══ INFORMATION PROVIDED ══

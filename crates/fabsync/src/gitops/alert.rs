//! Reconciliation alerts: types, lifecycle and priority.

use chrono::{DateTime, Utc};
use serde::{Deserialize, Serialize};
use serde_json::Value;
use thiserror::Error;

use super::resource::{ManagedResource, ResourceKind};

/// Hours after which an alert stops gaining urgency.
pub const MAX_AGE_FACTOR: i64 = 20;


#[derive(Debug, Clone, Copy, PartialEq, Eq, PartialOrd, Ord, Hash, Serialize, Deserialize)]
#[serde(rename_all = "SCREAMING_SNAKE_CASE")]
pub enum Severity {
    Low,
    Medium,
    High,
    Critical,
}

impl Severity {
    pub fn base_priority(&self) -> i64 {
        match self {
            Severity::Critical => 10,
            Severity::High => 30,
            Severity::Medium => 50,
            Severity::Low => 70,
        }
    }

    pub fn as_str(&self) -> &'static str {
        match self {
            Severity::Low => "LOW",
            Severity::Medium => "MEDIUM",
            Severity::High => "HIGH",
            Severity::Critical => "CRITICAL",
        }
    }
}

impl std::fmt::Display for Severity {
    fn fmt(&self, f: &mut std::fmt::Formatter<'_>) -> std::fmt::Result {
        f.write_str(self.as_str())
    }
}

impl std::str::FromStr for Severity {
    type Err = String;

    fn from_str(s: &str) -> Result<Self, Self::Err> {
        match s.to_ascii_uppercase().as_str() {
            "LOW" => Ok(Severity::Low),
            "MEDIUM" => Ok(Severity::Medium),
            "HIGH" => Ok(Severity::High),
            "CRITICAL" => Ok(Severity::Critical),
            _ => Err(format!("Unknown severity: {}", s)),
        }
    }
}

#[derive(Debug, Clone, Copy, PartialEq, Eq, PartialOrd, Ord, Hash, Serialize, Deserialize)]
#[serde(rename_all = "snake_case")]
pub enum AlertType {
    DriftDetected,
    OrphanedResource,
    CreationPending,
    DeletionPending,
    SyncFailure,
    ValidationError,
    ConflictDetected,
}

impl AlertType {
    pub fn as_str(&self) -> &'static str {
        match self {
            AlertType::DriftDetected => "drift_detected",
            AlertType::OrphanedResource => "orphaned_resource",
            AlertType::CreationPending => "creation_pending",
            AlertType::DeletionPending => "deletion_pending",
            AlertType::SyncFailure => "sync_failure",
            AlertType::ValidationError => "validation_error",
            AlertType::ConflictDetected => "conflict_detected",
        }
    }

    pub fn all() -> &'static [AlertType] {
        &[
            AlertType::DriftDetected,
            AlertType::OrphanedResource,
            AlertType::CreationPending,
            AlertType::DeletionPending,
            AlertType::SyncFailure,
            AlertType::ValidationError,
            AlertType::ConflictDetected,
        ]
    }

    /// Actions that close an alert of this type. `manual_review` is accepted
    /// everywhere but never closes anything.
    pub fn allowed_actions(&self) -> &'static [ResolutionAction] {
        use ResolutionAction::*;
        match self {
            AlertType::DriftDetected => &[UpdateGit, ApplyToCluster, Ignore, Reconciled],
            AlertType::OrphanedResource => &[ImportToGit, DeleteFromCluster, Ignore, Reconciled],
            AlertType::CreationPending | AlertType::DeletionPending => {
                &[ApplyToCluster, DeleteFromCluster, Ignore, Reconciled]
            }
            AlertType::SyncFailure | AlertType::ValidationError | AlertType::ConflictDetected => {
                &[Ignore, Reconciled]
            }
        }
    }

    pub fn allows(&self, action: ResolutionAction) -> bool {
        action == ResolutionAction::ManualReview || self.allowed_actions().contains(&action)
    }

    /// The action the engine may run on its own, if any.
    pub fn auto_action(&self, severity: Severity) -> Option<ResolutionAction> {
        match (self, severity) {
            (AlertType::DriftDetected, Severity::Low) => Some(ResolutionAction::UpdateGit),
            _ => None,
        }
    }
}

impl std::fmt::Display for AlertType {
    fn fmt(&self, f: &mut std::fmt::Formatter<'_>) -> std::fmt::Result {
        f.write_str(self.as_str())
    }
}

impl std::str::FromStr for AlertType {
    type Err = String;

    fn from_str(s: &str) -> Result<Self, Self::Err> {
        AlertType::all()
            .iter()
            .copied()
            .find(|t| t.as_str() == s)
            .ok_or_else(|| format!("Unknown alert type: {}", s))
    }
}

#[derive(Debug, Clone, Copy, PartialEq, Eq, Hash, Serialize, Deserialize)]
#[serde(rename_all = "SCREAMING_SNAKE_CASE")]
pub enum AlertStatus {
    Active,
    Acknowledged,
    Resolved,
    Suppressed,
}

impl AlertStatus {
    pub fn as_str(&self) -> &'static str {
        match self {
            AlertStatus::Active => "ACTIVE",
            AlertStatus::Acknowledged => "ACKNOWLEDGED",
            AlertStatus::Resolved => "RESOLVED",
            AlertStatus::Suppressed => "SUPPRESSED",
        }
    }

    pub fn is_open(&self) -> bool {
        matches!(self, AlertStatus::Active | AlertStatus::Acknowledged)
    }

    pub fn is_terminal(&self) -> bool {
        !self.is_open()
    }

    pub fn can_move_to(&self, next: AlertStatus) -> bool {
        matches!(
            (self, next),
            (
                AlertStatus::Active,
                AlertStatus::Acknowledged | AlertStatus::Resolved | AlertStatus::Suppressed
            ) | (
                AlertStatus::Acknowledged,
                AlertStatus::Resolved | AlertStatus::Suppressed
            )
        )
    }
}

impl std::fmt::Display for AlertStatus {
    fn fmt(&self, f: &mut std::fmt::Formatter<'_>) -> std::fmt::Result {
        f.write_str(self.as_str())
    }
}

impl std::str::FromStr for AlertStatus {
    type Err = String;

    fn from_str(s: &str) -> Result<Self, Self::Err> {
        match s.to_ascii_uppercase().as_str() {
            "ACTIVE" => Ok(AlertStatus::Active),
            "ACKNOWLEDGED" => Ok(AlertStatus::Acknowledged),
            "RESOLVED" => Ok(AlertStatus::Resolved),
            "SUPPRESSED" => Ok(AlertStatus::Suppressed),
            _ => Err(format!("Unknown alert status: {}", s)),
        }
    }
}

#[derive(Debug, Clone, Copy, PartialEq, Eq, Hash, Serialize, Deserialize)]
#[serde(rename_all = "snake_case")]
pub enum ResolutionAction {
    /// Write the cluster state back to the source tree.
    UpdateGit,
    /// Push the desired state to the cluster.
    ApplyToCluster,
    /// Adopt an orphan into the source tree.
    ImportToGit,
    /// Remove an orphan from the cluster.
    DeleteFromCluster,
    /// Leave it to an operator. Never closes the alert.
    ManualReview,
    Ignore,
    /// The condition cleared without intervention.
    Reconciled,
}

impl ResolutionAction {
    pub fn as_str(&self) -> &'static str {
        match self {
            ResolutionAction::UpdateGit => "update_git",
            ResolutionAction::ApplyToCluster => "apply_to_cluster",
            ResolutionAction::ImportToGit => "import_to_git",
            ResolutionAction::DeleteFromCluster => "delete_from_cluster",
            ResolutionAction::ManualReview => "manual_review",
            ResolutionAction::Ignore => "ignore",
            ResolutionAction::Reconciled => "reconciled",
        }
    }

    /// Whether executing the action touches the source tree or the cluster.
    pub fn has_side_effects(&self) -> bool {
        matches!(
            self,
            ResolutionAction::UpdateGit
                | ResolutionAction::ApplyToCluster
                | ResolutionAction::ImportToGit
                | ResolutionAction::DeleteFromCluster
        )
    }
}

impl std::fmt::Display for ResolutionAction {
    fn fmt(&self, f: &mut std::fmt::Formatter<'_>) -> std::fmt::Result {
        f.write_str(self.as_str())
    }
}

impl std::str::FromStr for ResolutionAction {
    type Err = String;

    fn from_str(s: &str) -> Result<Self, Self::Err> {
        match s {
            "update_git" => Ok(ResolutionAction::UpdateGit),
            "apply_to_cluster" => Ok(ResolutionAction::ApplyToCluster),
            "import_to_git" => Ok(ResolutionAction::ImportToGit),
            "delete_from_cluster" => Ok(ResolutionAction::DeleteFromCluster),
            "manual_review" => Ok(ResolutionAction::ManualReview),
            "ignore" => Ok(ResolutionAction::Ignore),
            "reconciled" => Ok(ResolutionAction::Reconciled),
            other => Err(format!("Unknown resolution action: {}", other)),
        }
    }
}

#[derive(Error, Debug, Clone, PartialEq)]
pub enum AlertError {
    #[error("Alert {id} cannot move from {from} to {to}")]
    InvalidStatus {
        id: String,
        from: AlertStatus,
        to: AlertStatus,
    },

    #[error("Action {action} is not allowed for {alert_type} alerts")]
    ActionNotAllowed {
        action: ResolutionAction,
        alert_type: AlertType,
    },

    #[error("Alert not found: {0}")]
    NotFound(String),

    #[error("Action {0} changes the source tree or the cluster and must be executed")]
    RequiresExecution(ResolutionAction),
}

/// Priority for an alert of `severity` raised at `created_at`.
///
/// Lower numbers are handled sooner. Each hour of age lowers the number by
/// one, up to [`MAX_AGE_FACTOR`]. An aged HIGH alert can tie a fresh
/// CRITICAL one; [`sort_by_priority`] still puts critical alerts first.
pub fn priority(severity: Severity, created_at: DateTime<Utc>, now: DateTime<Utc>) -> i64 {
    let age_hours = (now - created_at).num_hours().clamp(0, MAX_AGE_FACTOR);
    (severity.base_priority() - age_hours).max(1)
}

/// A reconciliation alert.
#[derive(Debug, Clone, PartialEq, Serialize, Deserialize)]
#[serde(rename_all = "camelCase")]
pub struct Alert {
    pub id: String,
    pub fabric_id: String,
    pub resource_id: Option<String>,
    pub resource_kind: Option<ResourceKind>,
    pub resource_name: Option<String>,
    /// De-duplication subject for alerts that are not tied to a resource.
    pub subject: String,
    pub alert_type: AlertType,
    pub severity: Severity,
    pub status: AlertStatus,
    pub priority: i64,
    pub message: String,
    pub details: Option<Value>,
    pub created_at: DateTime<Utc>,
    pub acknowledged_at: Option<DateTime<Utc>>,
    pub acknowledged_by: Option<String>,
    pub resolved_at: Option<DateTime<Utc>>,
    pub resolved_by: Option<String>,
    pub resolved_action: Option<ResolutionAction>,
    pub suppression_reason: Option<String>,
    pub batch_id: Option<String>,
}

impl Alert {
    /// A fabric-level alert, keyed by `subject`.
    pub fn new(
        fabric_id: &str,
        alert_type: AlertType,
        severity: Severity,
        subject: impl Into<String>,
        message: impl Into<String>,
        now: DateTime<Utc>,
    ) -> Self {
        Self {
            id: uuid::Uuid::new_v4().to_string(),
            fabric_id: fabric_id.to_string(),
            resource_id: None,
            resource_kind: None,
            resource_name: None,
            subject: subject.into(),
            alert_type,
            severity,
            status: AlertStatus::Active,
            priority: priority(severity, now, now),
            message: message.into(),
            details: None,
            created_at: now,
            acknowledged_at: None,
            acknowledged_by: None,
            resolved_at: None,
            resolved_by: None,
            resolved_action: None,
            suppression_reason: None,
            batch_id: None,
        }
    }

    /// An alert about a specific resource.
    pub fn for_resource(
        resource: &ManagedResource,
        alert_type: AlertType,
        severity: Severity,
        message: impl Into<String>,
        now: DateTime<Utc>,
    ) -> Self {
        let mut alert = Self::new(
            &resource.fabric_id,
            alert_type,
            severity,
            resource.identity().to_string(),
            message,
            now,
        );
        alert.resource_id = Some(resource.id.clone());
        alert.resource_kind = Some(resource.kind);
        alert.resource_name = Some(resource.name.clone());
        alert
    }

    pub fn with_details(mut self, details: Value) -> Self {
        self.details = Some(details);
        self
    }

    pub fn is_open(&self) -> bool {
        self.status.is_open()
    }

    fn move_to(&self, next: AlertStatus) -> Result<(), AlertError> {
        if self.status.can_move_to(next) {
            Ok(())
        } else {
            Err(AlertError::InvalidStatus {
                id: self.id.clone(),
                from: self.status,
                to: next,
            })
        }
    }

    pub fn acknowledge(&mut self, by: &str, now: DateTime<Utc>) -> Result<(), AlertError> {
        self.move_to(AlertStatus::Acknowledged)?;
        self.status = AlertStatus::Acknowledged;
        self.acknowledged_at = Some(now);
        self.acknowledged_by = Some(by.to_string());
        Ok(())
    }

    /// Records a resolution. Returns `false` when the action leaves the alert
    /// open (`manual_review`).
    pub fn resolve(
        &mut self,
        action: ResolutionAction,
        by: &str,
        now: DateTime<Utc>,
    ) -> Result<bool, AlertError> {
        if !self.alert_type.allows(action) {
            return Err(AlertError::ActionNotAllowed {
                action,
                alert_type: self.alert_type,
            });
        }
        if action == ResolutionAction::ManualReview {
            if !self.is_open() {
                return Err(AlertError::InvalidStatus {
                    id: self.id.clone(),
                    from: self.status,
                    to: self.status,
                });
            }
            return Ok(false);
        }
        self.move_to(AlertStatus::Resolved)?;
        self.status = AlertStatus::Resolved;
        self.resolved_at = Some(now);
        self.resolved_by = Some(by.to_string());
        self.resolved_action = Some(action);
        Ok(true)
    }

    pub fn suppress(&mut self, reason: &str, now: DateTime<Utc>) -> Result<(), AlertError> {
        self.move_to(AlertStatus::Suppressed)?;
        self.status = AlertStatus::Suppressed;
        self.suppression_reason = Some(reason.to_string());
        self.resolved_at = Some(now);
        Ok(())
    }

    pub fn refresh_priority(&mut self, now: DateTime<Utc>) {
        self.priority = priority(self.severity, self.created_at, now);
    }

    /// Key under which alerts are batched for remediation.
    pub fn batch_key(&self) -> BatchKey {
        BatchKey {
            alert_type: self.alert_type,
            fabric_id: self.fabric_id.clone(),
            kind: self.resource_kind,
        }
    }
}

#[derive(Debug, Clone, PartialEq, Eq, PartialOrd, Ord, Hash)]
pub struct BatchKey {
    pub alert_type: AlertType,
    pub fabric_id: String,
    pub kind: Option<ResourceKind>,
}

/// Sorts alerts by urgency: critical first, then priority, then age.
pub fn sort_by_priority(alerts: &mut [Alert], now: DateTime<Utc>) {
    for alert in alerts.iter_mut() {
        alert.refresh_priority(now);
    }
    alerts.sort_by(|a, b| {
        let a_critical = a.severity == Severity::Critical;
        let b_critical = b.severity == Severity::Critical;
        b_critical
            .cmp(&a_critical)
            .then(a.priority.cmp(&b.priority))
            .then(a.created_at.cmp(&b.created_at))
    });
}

═══

— AIM OF THE EXERCISE —
Exact copies of the lines from the one holding "let a_critical = a.severity" through the last line above, and only those, make up the answer.

— TASK RESPONSE —
        let a_critical = a.severity == Severity::Critical;
        let b_critical = b.severity == Severity::Critical;
        b_critical
            .cmp(&a_critical)
            .then(a.priority.cmp(&b.priority))
            .then(a.created_at.cmp(&b.created_at))
    });
}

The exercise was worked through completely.